WHAT TO DO: Hunt through the entries for the word "ProbeError" and copy each line in which it appears.

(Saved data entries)

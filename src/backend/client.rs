use std::sync::Arc;

use async_trait::async_trait;

use crate::error::PredictionError;
use crate::model::StructuredOutput;
use crate::schema::Schema;

/// One structured-generation request: the prompt and the JSON Schema the
/// reply must conform to.
#[derive(Debug, Clone, PartialEq)]
pub struct OracleRequest {
    pub prompt: String,
    pub response_schema: Schema,
}

impl OracleRequest {
    pub fn new(prompt: impl Into<String>, response_schema: Schema) -> Self {
        Self {
            prompt: prompt.into(),
            response_schema,
        }
    }

    /// Request whose schema is taken from the expected output type.
    pub fn for_output<T: StructuredOutput>(prompt: impl Into<String>) -> Self {
        Self::new(prompt, T::schema())
    }
}

/// The external classification oracle.
///
/// An oracle sends one request to a text-generation service and returns the
/// raw text it produced. It is non-deterministic: identical requests may yield
/// different answers. Parsing and normalizing that text is the caller's job
/// (see [`Predictor`](crate::Predictor)), so any implementation, including a
/// deterministic test stub, can stand in for the remote service.
///
/// # Examples
///
/// ```
/// use async_trait::async_trait;
/// use ckdscreen::{Oracle, OracleRequest, PredictionError};
///
/// struct AlwaysHealthy;
///
/// #[async_trait]
/// impl Oracle for AlwaysHealthy {
///     async fn generate(&self, _request: &OracleRequest) -> Result<String, PredictionError> {
///         Ok(r#"{"prediction":"No CKD Detected","confidence":95,"riskLevel":"Low","riskScore":8}"#.into())
///     }
/// }
/// ```
#[async_trait]
pub trait Oracle: Send + Sync {
    /// Issue exactly one call and return the model's text output.
    async fn generate(&self, request: &OracleRequest) -> Result<String, PredictionError>;

    /// Name used in logs.
    fn name(&self) -> &str {
        "oracle"
    }
}

#[async_trait]
impl<O: Oracle + ?Sized> Oracle for Arc<O> {
    async fn generate(&self, request: &OracleRequest) -> Result<String, PredictionError> {
        (**self).generate(request).await
    }

    fn name(&self) -> &str {
        (**self).name()
    }
}
use super::{Attribute, RawForm};

/// Canned records that can be loaded into the form verbatim.
#[derive(Debug, Clone, Copy, PartialEq, Eq)]
pub enum Sample {
    /// A patient whose values point strongly at kidney disease
    CkdPositive,
    /// A patient with unremarkable values
    Healthy,
}

type SampleValues = [&'static str; Attribute::COUNT];

// Values follow Attribute::ALL order.
const CKD_POSITIVE: SampleValues = [
    "62", "90", "1.015", "3", "0", "abnormal", "abnormal", "present", "notpresent", "157", "53",
    "1.8", "132", "4.8", "11.2", "35", "9200", "4.1", "yes", "yes", "no", "poor", "yes", "yes",
];

const HEALTHY: SampleValues = [
    "35", "70", "1.020", "0", "0", "normal", "normal", "notpresent", "notpresent", "105", "32",
    "1.0", "138", "4.2", "15.2", "45", "7500", "5.0", "no", "no", "no", "good", "no", "no",
];

const DEFAULT_FORM: SampleValues = [
    "45", "80", "1.020", "0", "0", "normal", "normal", "notpresent", "notpresent", "120", "40",
    "1.2", "140", "4.5", "15", "45", "8000", "5", "no", "no", "no", "good", "no", "no",
];

fn to_form(values: &SampleValues) -> RawForm {
    Attribute::ALL
        .iter()
        .zip(values.iter())
        .map(|(attr, value)| (attr.key().to_string(), (*value).to_string()))
        .collect()
}

impl Sample {
    pub fn label(&self) -> &'static str {
        match self {
            Sample::CkdPositive => "CKD positive sample",
            Sample::Healthy => "Healthy sample",
        }
    }

    /// The sample as raw form text, keyed by attribute key.
    pub fn to_form(&self) -> RawForm {
        match self {
            Sample::CkdPositive => to_form(&CKD_POSITIVE),
            Sample::Healthy => to_form(&HEALTHY),
        }
    }
}

/// Values the form is pre-filled with when a new prediction starts.
pub fn default_form() -> RawForm {
    to_form(&DEFAULT_FORM)
}
use std::sync::Arc;
use std::sync::atomic::{AtomicBool, Ordering};

use tokio::sync::Notify;

#[derive(Debug, Default)]
struct Inner {
    cancelled: AtomicBool,
    notify: Notify,
}

/// Cooperative cancellation signal for an in-flight prediction.
///
/// Clones share the same signal. Cancelling is permanent.
#[derive(Debug, Clone, Default)]
pub struct CancellationToken {
    inner: Arc<Inner>,
}

impl CancellationToken {
    pub fn new() -> Self {
        Self::default()
    }

    pub fn cancel(&self) {
        self.inner.cancelled.store(true, Ordering::SeqCst);
        self.inner.notify.notify_waiters();
    }

    pub fn is_cancelled(&self) -> bool {
        self.inner.cancelled.load(Ordering::SeqCst)
    }

    /// Resolves once [`cancel`](Self::cancel) has been called on any clone.
    pub async fn cancelled(&self) {
        loop {
            // Register before checking so a concurrent cancel is not missed.
            let notified = self.inner.notify.notified();
            if self.is_cancelled() {
                return;
            }
            notified.await;
        }
    }
}
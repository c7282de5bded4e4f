use crate::core::ent::*;
use crate::core::error::ProbeError;
use chrono::{DateTime, Utc};
use std::time::Duration;

/// How far a single check moves the uptime estimate.
#[derive(Debug, Clone, Copy, PartialEq)]
pub struct UptimePolicy {
    pub success_step: f64,
    /// Upper bound on one upward step, so a device never jumps to 100.
    pub max_success_step: f64,
    pub failure_step: f64,
}

impl Default for UptimePolicy {
    fn default() -> Self {
        UptimePolicy {
            success_step: 1.0,
            max_success_step: 2.0,
            failure_step: 5.0,
        }
    }
}

/// Turns a probe outcome into the new state of a device.
#[derive(Debug, Clone, Default)]
pub struct Doctor {
    policy: UptimePolicy,
}

impl Doctor {
    pub fn new(policy: UptimePolicy) -> Doctor {
        Doctor { policy }
    }

    pub fn policy(&self) -> UptimePolicy {
        self.policy
    }

    pub fn diagnose(
        &self,
        device: &Device,
        outcome: &Result<Duration, ProbeError>,
        now: DateTime<Utc>,
    ) -> DeviceUpdate {
        let uptime = clamp_uptime(device.uptime_percentage);
        let (status, uptime, last_ping_ms) = match outcome {
            Ok(latency) => (
                DeviceStatus::Online,
                self.nudge_up(uptime),
                Some(latency_ms(*latency)),
            ),
            Err(_) => (DeviceStatus::Offline, self.nudge_down(uptime), None),
        };
        DeviceUpdate {
            id: device.id,
            status,
            uptime_percentage: round2(uptime),
            last_ping_ms,
            last_check: now,
        }
    }

    fn nudge_up(&self, uptime: f64) -> f64 {
        let cap = self.policy.max_success_step.max(0.0);
        let step = self.policy.success_step.clamp(0.0, cap);
        clamp_uptime(uptime + step)
    }

    fn nudge_down(&self, uptime: f64) -> f64 {
        clamp_uptime(uptime - self.policy.failure_step.max(0.0))
    }
}

fn clamp_uptime(uptime: f64) -> f64 {
    if uptime.is_nan() {
        0.0
    } else {
        uptime.clamp(0.0, 100.0)
    }
}

fn round2(value: f64) -> f64 {
    (value * 100.0).round() / 100.0
}

fn latency_ms(latency: Duration) -> u64 {
    (latency.as_secs_f64() * 1000.0).round() as u64
}
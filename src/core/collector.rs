use crate::core::api::*;

use axum::{
    error_handling::HandleErrorLayer,
    http::StatusCode,
    routing::{get, post},
    Router,
};
use std::{future::Future, net::SocketAddr, sync::Arc};
use tokio::time;
use tower::{BoxError, ServiceBuilder};
use tower_http::trace::TraceLayer;

pub fn router(state: Arc<AppState>) -> Router {
    Router::new()
        .route("/devices", get(devices_index).post(device_create))
        .route("/devices/stats", get(devices_stats))
        .route("/devices/check", post(devices_check))
        .route("/devices/refresh", post(devices_refresh))
        .route("/units", get(units_index))
        .route("/health", get(health))
        // Add middleware to all routes
        .layer(
            ServiceBuilder::new()
                .layer(HandleErrorLayer::new(|error: BoxError| async move {
                    if error.is::<tower::timeout::error::Elapsed>() {
                        Ok(StatusCode::REQUEST_TIMEOUT)
                    } else {
                        Err((
                            StatusCode::INTERNAL_SERVER_ERROR,
                            format!("Unhandled internal error: {}", error),
                        ))
                    }
                }))
                .timeout(time::Duration::from_secs(10))
                .layer(TraceLayer::new_for_http())
                .into_inner(),
        )
        .with_state(state)
}

/// Serves the API on `addr` until `shutdown` resolves.
pub async fn listen<F>(addr: SocketAddr, state: Arc<AppState>, shutdown: F) -> Result<(), hyper::Error>
where
    F: Future<Output = ()>,
{
    let app = router(state);
    let server = axum::Server::try_bind(&addr)?.serve(app.into_make_service());
    tracing::info!("listening on {}", server.local_addr());
    server.with_graceful_shutdown(shutdown).await
}
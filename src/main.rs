//! Monitors the reachability of the network devices registered in the IT
//! dashboard and serves their status.
//!
//! API will be:
//!
//! - `GET /devices`: return a JSON list of devices as last observed.
//! - `POST /devices`: register a new device.
//! - `GET /devices/stats`: counts by status and average uptime.
//! - `POST /devices/check`: run a monitoring pass now.
//! - `POST /devices/refresh`: reload devices from the store without probing.
//! - `GET /units`: units devices can belong to.
//!
//! Run with
//!
//! ```not_rust
//! MONITOR_CONFIG_DIR=. cargo run
//! ```

use device_monitor::config::load_bootstrap_config;
use device_monitor::core::*;
use std::error::Error;
use std::net::SocketAddr;
use std::sync::Arc;
use tokio::sync::mpsc;
use tracing_subscriber::{layer::SubscriberExt, util::SubscriberInitExt};

#[tokio::main]
async fn main() {
    tracing_subscriber::registry()
        .with(
            tracing_subscriber::EnvFilter::try_from_default_env()
                .unwrap_or_else(|_| "device_monitor=debug,tower_http=debug".into()),
        )
        .with(tracing_subscriber::fmt::layer())
        .init();

    if let Err(e) = run().await {
        tracing::error!("device monitor stopped: {e}");
        std::process::exit(1);
    }
}

async fn run() -> Result<(), Box<dyn Error + Send + Sync>> {
    let config = load_bootstrap_config()?;

    let store: Arc<dyn DeviceStore> = match &config.store {
        Some(store) => Arc::new(RestStore::new(store)?),
        None => {
            tracing::warn!("no store configured, devices are kept in memory only");
            Arc::new(MemoryStore::default())
        }
    };
    let prober = build_prober(&config.monitor)?;
    let alarm = config.alarm.as_ref().map(Alarm::new).transpose()?;

    // 监控事件用的channel
    let (tx, rx) = mpsc::channel(256);
    tokio::spawn(Logger::new(alarm).run(rx));

    let monitor = Arc::new(
        Monitor::new(
            prober,
            store,
            Doctor::new(config.monitor.uptime_policy()),
            config.monitor.probe_timeout(),
        )
        .with_events(tx),
    );
    match monitor.refresh().await {
        Ok(count) => tracing::info!(count, "loaded devices"),
        Err(e) => tracing::warn!("could not load devices, waiting for first tick: {e}"),
    }

    let handle = schedule_monitoring(monitor.clone(), config.monitor.interval());

    let addr: SocketAddr = config
        .server
        .addr
        .parse()
        .map_err(|e| ConfigError::Invalid(format!("server.addr {}: {e}", config.server.addr)))?;
    let served = listen(addr, Arc::new(AppState { monitor }), shutdown_signal()).await;

    handle.stop().await;
    served?;
    Ok(())
}

async fn shutdown_signal() {
    if let Err(e) = tokio::signal::ctrl_c().await {
        tracing::error!("failed to listen for shutdown signal: {e}");
        std::future::pending::<()>().await;
    }
    tracing::info!("shutting down");
}
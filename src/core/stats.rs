use crate::core::ent::*;

/// Counts and averages over the current device set.
pub fn aggregate_stats(devices: &[Device]) -> NetworkStats {
    let total = devices.len();
    let count = |status: DeviceStatus| devices.iter().filter(|d| d.status == status).count();
    let online = count(DeviceStatus::Online);

    let (average_uptime, availability) = if total == 0 {
        ("0.0".to_string(), "0.0".to_string())
    } else {
        let sum: f64 = devices.iter().map(|d| d.uptime_percentage).sum();
        (
            format!("{:.1}", sum / total as f64),
            format!("{:.1}", online as f64 / total as f64 * 100.0),
        )
    };

    NetworkStats {
        total,
        online,
        offline: count(DeviceStatus::Offline),
        warning: count(DeviceStatus::Warning),
        average_uptime,
        availability,
    }
}
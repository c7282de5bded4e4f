pub mod alarm;
pub mod api;
pub mod collector;
pub mod doctor;
pub mod ent;
pub mod error;
pub mod logger;
pub mod monitor;
pub mod prober;
pub mod scheduler;
pub mod stats;
pub mod store;
pub use alarm::Alarm;
pub use api::AppState;
pub use collector::listen;
pub use doctor::*;
pub use ent::*;
pub use error::*;
pub use logger::*;
pub use monitor::{Monitor, TickOutcome};
pub use prober::{build_prober, IcmpProber, Prober, TcpProber};
pub use scheduler::{schedule_monitoring, MonitorHandle};
pub use stats::aggregate_stats;
pub use store::{DeviceStore, MemoryStore, RestStore};
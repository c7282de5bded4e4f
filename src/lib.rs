//! Keeps the `network_monitoring` table of the IT dashboard fresh.
//!
//! A [`core::Monitor`] probes every registered device, classifies it as
//! online or offline, nudges its uptime estimate and writes the result back to
//! the device store. [`core::schedule_monitoring`] drives it on a timer and
//! [`core::collector`] serves the current view over HTTP.

pub mod config;
pub mod core;
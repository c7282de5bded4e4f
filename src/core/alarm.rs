use super::ent;
use super::error::AlarmError;
use crate::config::AlarmConfig;
use chrono::{DateTime, Utc};
use lettre::message::header::ContentType;
use lettre::message::Mailbox;
use lettre::transport::smtp::authentication::Credentials;
use lettre::{Message, SmtpTransport, Transport};
use serde::Serialize;

#[derive(Serialize)]
struct EmailBody<'a> {
    update_time: String,
    changes: &'a [ent::StatusChange],
}

/// Emails a notice when devices drop offline.
#[derive(Clone)]
pub struct Alarm {
    from: Mailbox,
    to: Mailbox,
    mailer: SmtpTransport,
}

impl Alarm {
    pub fn new(config: &AlarmConfig) -> Result<Alarm, AlarmError> {
        let creds = Credentials::new(config.smtp_username.clone(), config.smtp_password.clone());
        Ok(Alarm {
            from: config.from.parse()?,
            to: config.to.parse()?,
            mailer: SmtpTransport::starttls_relay(&config.domain)?
                .port(config.port)
                .credentials(creds)
                .build(),
        })
    }

    pub fn compose(&self, changes: &[ent::StatusChange]) -> Result<Message, AlarmError> {
        let body = render_body(changes, Utc::now())?;
        Ok(Message::builder()
            .from(self.from.clone())
            .to(self.to.clone())
            .subject(subject(changes))
            .header(ContentType::TEXT_PLAIN)
            .body(body)?)
    }

    pub async fn notify(&self, changes: Vec<ent::StatusChange>) {
        let email = match self.compose(&changes) {
            Ok(email) => email,
            Err(e) => {
                tracing::error!("Could not compose alarm: {e}");
                return;
            }
        };
        let mailer = self.mailer.clone();
        // SmtpTransport blocks
        match tokio::task::spawn_blocking(move || mailer.send(&email)).await {
            Ok(Ok(_)) => tracing::info!(count = changes.len(), "Alarm email sent"),
            Ok(Err(e)) => {
                tracing::error!("Could not send email: {e:?}");
                tracing::info!("Unsent alarm: {:?}", changes);
            }
            Err(e) => tracing::error!("Alarm task failed: {e}"),
        }
    }
}

fn subject(changes: &[ent::StatusChange]) -> String {
    match changes {
        [single] => format!(
            "Device offline: {}",
            single.hostname.as_deref().unwrap_or(&single.ip_address)
        ),
        _ => format!("{} devices offline", changes.len()),
    }
}

fn render_body(changes: &[ent::StatusChange], now: DateTime<Utc>) -> Result<String, AlarmError> {
    let body = EmailBody {
        update_time: now.to_rfc3339(),
        changes,
    };
    Ok(serde_json::to_string_pretty(&body)?)
}
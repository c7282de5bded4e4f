use chrono::{DateTime, Utc};
use serde::{Deserialize, Deserializer, Serialize};
use uuid::Uuid;

#[derive(Debug, Serialize, Deserialize, Clone, Copy, PartialEq, Eq, Hash, Default)]
#[serde(rename_all = "lowercase")]
pub enum DeviceStatus {
    Online,
    Offline,
    Warning,
    #[default]
    #[serde(other)]
    Unknown,
}

#[derive(Debug, Serialize, Deserialize, Clone, Copy, PartialEq, Eq, Default)]
#[serde(rename_all = "lowercase")]
pub enum VpnStatus {
    Connected,
    Disconnected,
    #[default]
    #[serde(other)]
    Unknown,
}

/// Location a device belongs to. Joined for display only.
#[derive(Debug, Serialize, Deserialize, Clone, PartialEq)]
pub struct Unit {
    pub id: Uuid,
    pub name: String,
    #[serde(default)]
    pub code: Option<String>,
}

/// A row of the `network_monitoring` table.
#[derive(Debug, Serialize, Deserialize, Clone, PartialEq)]
pub struct Device {
    pub id: Uuid,
    #[serde(default)]
    pub unit_id: Option<Uuid>,
    pub ip_address: String,
    #[serde(default)]
    pub hostname: Option<String>,
    #[serde(default)]
    pub status: DeviceStatus,
    #[serde(default)]
    pub vpn_status: VpnStatus,
    #[serde(default, deserialize_with = "null_as_default")]
    pub uptime_percentage: f64,
    #[serde(default)]
    pub last_ping_ms: Option<u64>,
    #[serde(default, deserialize_with = "null_as_default")]
    pub services: Vec<String>,
    #[serde(default)]
    pub last_check: Option<DateTime<Utc>>,
    #[serde(default = "Utc::now")]
    pub created_at: DateTime<Utc>,
    #[serde(default = "Utc::now")]
    pub updated_at: DateTime<Utc>,
    #[serde(default, skip_serializing_if = "Option::is_none")]
    pub unit: Option<Unit>,
}

impl Device {
    pub fn new(id: Uuid, ip_address: impl Into<String>) -> Device {
        let now = Utc::now();
        Device {
            id,
            unit_id: None,
            ip_address: ip_address.into(),
            hostname: None,
            status: DeviceStatus::Unknown,
            vpn_status: VpnStatus::Unknown,
            uptime_percentage: 0.0,
            last_ping_ms: None,
            services: Vec::new(),
            last_check: None,
            created_at: now,
            updated_at: now,
            unit: None,
        }
    }

    pub fn with_uptime(mut self, uptime_percentage: f64) -> Device {
        self.uptime_percentage = uptime_percentage;
        self
    }

    pub fn apply(&mut self, update: &DeviceUpdate) {
        self.status = update.status;
        self.uptime_percentage = update.uptime_percentage;
        self.last_ping_ms = update.last_ping_ms;
        self.last_check = Some(update.last_check);
        self.updated_at = update.last_check;
    }
}

/// Result of one check, written back for `id` only.
#[derive(Debug, Serialize, Deserialize, Clone, PartialEq)]
pub struct DeviceUpdate {
    pub id: Uuid,
    pub status: DeviceStatus,
    pub uptime_percentage: f64,
    pub last_ping_ms: Option<u64>,
    pub last_check: DateTime<Utc>,
}

#[derive(Debug, Deserialize, Serialize, Clone, Default)]
pub struct NewDevice {
    #[serde(default)]
    pub unit_id: Option<Uuid>,
    pub ip_address: String,
    #[serde(default)]
    pub hostname: Option<String>,
    #[serde(default)]
    pub services: Vec<String>,
}

impl NewDevice {
    /// Trims the form input. `None` when no address was given.
    pub fn normalize(self) -> Option<NewDevice> {
        let ip_address = self.ip_address.trim().to_string();
        if ip_address.is_empty() {
            return None;
        }
        let hostname = self
            .hostname
            .map(|h| h.trim().to_string())
            .filter(|h| !h.is_empty());
        let services = self
            .services
            .into_iter()
            .map(|s| s.trim().to_string())
            .filter(|s| !s.is_empty())
            .collect();
        Some(NewDevice {
            unit_id: self.unit_id,
            ip_address,
            hostname,
            services,
        })
    }
}

#[derive(Debug, Serialize, Deserialize, Clone, PartialEq)]
pub struct NetworkStats {
    pub total: usize,
    pub online: usize,
    pub offline: usize,
    pub warning: usize,
    pub average_uptime: String,
    pub availability: String,
}

#[derive(Debug, Serialize, Clone, PartialEq)]
pub struct StatusChange {
    pub device_id: Uuid,
    pub ip_address: String,
    pub hostname: Option<String>,
    pub from: DeviceStatus,
    pub to: DeviceStatus,
    pub at: DateTime<Utc>,
}

#[derive(Debug, Clone, Copy, Default, PartialEq, Eq)]
pub struct TickSummary {
    pub checked: usize,
    pub online: usize,
    pub offline: usize,
}

#[derive(Debug, Clone)]
pub enum Event {
    DeviceChecked { device: Device, update: DeviceUpdate },
    TickSkipped,
    TickFinished(TickSummary),
}

// the store sends null for unset numeric and array columns
fn null_as_default<'de, D, T>(deserializer: D) -> Result<T, D::Error>
where
    D: Deserializer<'de>,
    T: Deserialize<'de> + Default,
{
    Ok(Option::<T>::deserialize(deserializer)?.unwrap_or_default())
}
use std::path::PathBuf;

use thiserror::Error;

/// Convenient alias for fallible results returned throughout the crate.
pub type Result<T> = std::result::Result<T, ToolError>;

/// Error type covering the failures that stop a report run.
///
/// Malformed lines inside the logs are not errors; the parsers skip them.
#[derive(Debug, Error)]
pub enum ToolError {
    /// Wrapper for IO failures such as reading or writing files.
    #[error("I/O error: {0}")]
    Io(#[from] std::io::Error),

    /// Raised when the run summary cannot be serialized.
    #[error("JSON error: {0}")]
    Json(#[from] serde_json::Error),

    /// Errors bubbled up from the Excel writer implementation.
    #[error("Excel write error: {0}")]
    ExcelWrite(#[from] rust_xlsxwriter::XlsxError),

    /// Errors bubbled up from the Excel reader implementation.
    #[error("Excel read error: {0}")]
    ExcelRead(#[from] calamine::XlsxError),

    /// Raised when the workbook package cannot be opened as a zip archive.
    #[error("workbook archive error: {0}")]
    Archive(#[from] zip::result::ZipError),

    /// Raised when a workbook part is not well-formed XML.
    #[error("workbook XML error: {0}")]
    Xml(#[from] quick_xml::Error),

    /// Raised when the template does not follow the expected layout.
    #[error("invalid workbook structure: {0}")]
    InvalidWorkbook(String),

    /// Raised when a log file is not valid UTF-8. The user has to re-encode it.
    #[error("{path} is not valid UTF-8; re-save it as UTF-8 and retry: {source}")]
    Undecodable {
        path: PathBuf,
        #[source]
        source: std::string::FromUtf8Error,
    },

    /// Raised when the user provides a path that does not exist.
    #[error("input file not found: {0}")]
    MissingInput(PathBuf),

    /// Raised when the tracing subscriber fails to initialise.
    #[error("failed to initialise logging: {0}")]
    Logging(String),
}
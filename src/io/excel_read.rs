use std::collections::BTreeMap;
use std::path::Path;

use calamine::{DataType, Reader, Xlsx, open_workbook};

use crate::error::{Result, ToolError};
use crate::io::merged::{self, MergedRange};

/// A literal cell value carried over from the template.
#[derive(Debug, Clone, PartialEq)]
pub enum CellValue {
    Text(String),
    Number(f64),
    Bool(bool),
}

impl CellValue {
    pub fn as_text(&self) -> String {
        match self {
            CellValue::Text(value) => value.clone(),
            CellValue::Number(value) => value.to_string(),
            CellValue::Bool(value) => value.to_string(),
        }
    }
}

/// Non-empty cells of one template sheet, keyed by zero-based `(row, column)`.
#[derive(Debug, Clone, PartialEq, Default)]
pub struct TemplateSheet {
    pub name: String,
    pub cells: BTreeMap<(u32, u16), CellValue>,
    pub merged: Vec<MergedRange>,
}

impl TemplateSheet {
    /// Number of columns spanned by the sheet's used area.
    pub fn width(&self) -> u16 {
        self.cells
            .keys()
            .map(|&(_, col)| col + 1)
            .max()
            .unwrap_or(0)
    }

    /// Text of every cell in `row` across the sheet width; blanks are empty.
    pub fn row_texts(&self, row: u32) -> Vec<String> {
        (0..self.width())
            .map(|col| {
                self.cells
                    .get(&(row, col))
                    .map(CellValue::as_text)
                    .unwrap_or_default()
            })
            .collect()
    }
}

/// All sheets of a template workbook, in workbook order.
#[derive(Debug, Clone, PartialEq, Default)]
pub struct TemplateWorkbook {
    pub sheets: Vec<TemplateSheet>,
}

impl TemplateWorkbook {
    pub fn sheet(&self, name: &str) -> Option<&TemplateSheet> {
        self.sheets.iter().find(|sheet| sheet.name == name)
    }
}

/// Loads every sheet of the template and checks that the `required` sheets
/// are present.
pub fn read_template(path: &Path, required: &[&str]) -> Result<TemplateWorkbook> {
    let mut workbook: Xlsx<_> = open_workbook(path)?;
    let names: Vec<String> = workbook.sheet_names().to_owned();

    for name in required {
        if !names.iter().any(|sheet| sheet == name) {
            return Err(ToolError::InvalidWorkbook(format!(
                "template is missing sheet '{name}'"
            )));
        }
    }

    let mut regions = merged::read_merged_regions(path)?;
    let mut sheets = Vec::with_capacity(names.len());
    for name in names {
        let range = read_sheet(&mut workbook, &name)?;
        sheets.push(TemplateSheet {
            cells: collect_cells(&range),
            merged: regions.remove(&name).unwrap_or_default(),
            name,
        });
    }

    tracing::debug!(sheets = sheets.len(), "loaded template");
    Ok(TemplateWorkbook { sheets })
}

fn read_sheet<R: std::io::Read + std::io::Seek>(
    workbook: &mut Xlsx<R>,
    name: &str,
) -> Result<calamine::Range<DataType>> {
    let range_result = workbook
        .worksheet_range(name)
        .ok_or_else(|| ToolError::InvalidWorkbook(format!("missing sheet '{name}'")))?;
    let range = range_result.map_err(ToolError::from)?;
    Ok(range)
}

fn collect_cells(range: &calamine::Range<DataType>) -> BTreeMap<(u32, u16), CellValue> {
    let Some((start_row, start_col)) = range.start() else {
        return BTreeMap::new();
    };

    range
        .used_cells()
        .filter_map(|(row, col, cell)| {
            let value = cell_value(cell)?;
            let position = (start_row + row as u32, (start_col as usize + col) as u16);
            Some((position, value))
        })
        .collect()
}

fn cell_value(cell: &DataType) -> Option<CellValue> {
    match cell {
        DataType::Empty => None,
        DataType::String(value) if value.is_empty() => None,
        DataType::String(value) => Some(CellValue::Text(value.clone())),
        DataType::Float(value) | DataType::DateTime(value) => Some(CellValue::Number(*value)),
        DataType::Int(value) => Some(CellValue::Number(*value as f64)),
        DataType::Bool(value) => Some(CellValue::Bool(*value)),
        other => Some(CellValue::Text(other.to_string())),
    }
}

SOLUTION FOR THIS EXERCISE:
use crate::core::error::ProbeError;
        outcome: &Result<Duration, ProbeError>,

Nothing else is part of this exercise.